La salle commune où se trouvait le
reste de la famille était spacieuse. Elle épousait parfaitement la
forme circulaire de l'arbre. Ses quinze mètres de rayon assuraient
le fait qu'elle soit spacieuse. Des balcons suivant le tronc étaient
suspendus au dessus de cette salle et permettaient de stocker de
nombreuses choses. La plupart était assez petit mais tous faisaient
un mètre d'épaisseur. Celui où Teotiq-ax allait le plus souvent
était celui où il y avait une bibliothèque, le plus grand d'entre
eux avec sa forme de demi-cercle de cinq mètres de rayon. Lorsqu'il
sortit de l'escalier une voix féminine l'interpella :
« Hé-ho, grand frère !
Vient manger et dépêche toi, on va être en retard en cours!

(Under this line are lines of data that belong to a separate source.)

//! Static level geometry and the navigation surface over it.
//!
//! The walkable surface is a horizontal rectangle at floor height. Boxes on
//! the ground layer are floors; every other box is an obstacle that blocks
//! rays and cannot be stood in.

use glam::{Vec2, Vec3};

use skirmish_ai::services::NavMesh;
use skirmish_core::constants::GROUND_LAYER;

/// Axis-aligned box collider on a physics layer.
#[derive(Debug, Clone, Copy, PartialEq)]
pub struct Obstacle {
    pub min: Vec3,
    pub max: Vec3,
    pub layer: u32,
}

impl Obstacle {
    pub fn new(min: Vec3, max: Vec3, layer: u32) -> Self {
        Self { min, max, layer }
    }

    pub fn contains(&self, point: Vec3) -> bool {
        point.cmpge(self.min).all() && point.cmple(self.max).all()
    }

    /// Whether the box footprint covers `point` in XZ.
    fn covers_xz(&self, point: Vec3) -> bool {
        point.x >= self.min.x
            && point.x <= self.max.x
            && point.z >= self.min.z
            && point.z <= self.max.z
    }
}

/// Bounded level: one floor slab plus obstacles.
#[derive(Debug, Clone)]
pub struct Arena {
    /// Walkable rectangle corners in XZ.
    pub walkable_min: Vec2,
    pub walkable_max: Vec2,
    /// Height of the walking surface.
    pub floor_y: f32,
    pub obstacles: Vec<Obstacle>,
}

impl Arena {
    /// Square open field of side `2 * half_extent` centered on the origin.
    pub fn open_field(half_extent: f32) -> Self {
        let floor = Obstacle::new(
            Vec3::new(-half_extent, -1.0, -half_extent),
            Vec3::new(half_extent, 0.0, half_extent),
            GROUND_LAYER,
        );
        Self {
            walkable_min: Vec2::splat(-half_extent),
            walkable_max: Vec2::splat(half_extent),
            floor_y: 0.0,
            obstacles: vec![floor],
        }
    }

    pub fn with_obstacle(mut self, obstacle: Obstacle) -> Self {
        self.obstacles.push(obstacle);
        self
    }

    /// Clamp a point onto the walkable rectangle at floor height.
    pub fn clamp_to_walkable(&self, point: Vec3) -> Vec3 {
        Vec3::new(
            point.x.clamp(self.walkable_min.x, self.walkable_max.x),
            self.floor_y,
            point.z.clamp(self.walkable_min.y, self.walkable_max.y),
        )
    }

    /// Whether a non-ground obstacle stands on `point`.
    pub fn is_blocked(&self, point: Vec3) -> bool {
        self.obstacles
            .iter()
            .any(|o| o.layer != GROUND_LAYER && o.covers_xz(point) && o.max.y > self.floor_y)
    }
}

impl NavMesh for Arena {
    fn project_to_navigable(&self, point: Vec3, max_distance: f32) -> Option<Vec3> {
        let projected = self.clamp_to_walkable(point);
        let planar_offset = Vec2::new(projected.x - point.x, projected.z - point.z).length();
        if planar_offset > max_distance || self.is_blocked(projected) {
            return None;
        }
        Some(projected)
    }
}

- Merci de me le rappeler Mund-ox,
dit-il avec une grimace. Mais j'ai le temps de manger quand même. Au
pire je prendrait Zwup pour arriver plus vite tu sais.
- Je sais, mais déjà que tu as raté
papa. C’est embêtant.
- Il est déjà partit à la caserne ?
C'est bizarre, il n'y a rien de prévu normalement. Et maman
l'accompagne je suppose ?
-Oui ! Elle doit vérifier le
générateur de vapeur des exo-armures de l'élite.
-Bon et bien file. J'ai un peu plus de
temps devant moi. Au pire Taq-ax viendra me le rappeler. On commence
plus tard.
-Si tu veux. Ca m'arrange même.
-Je sais, tu n’auras pas à faire la
vaisselle. C’est plus pratique pour toi je suppose, la taquina-t-il.
-Exact, répondit cette dernière en souriant. Aller à ce soir ! »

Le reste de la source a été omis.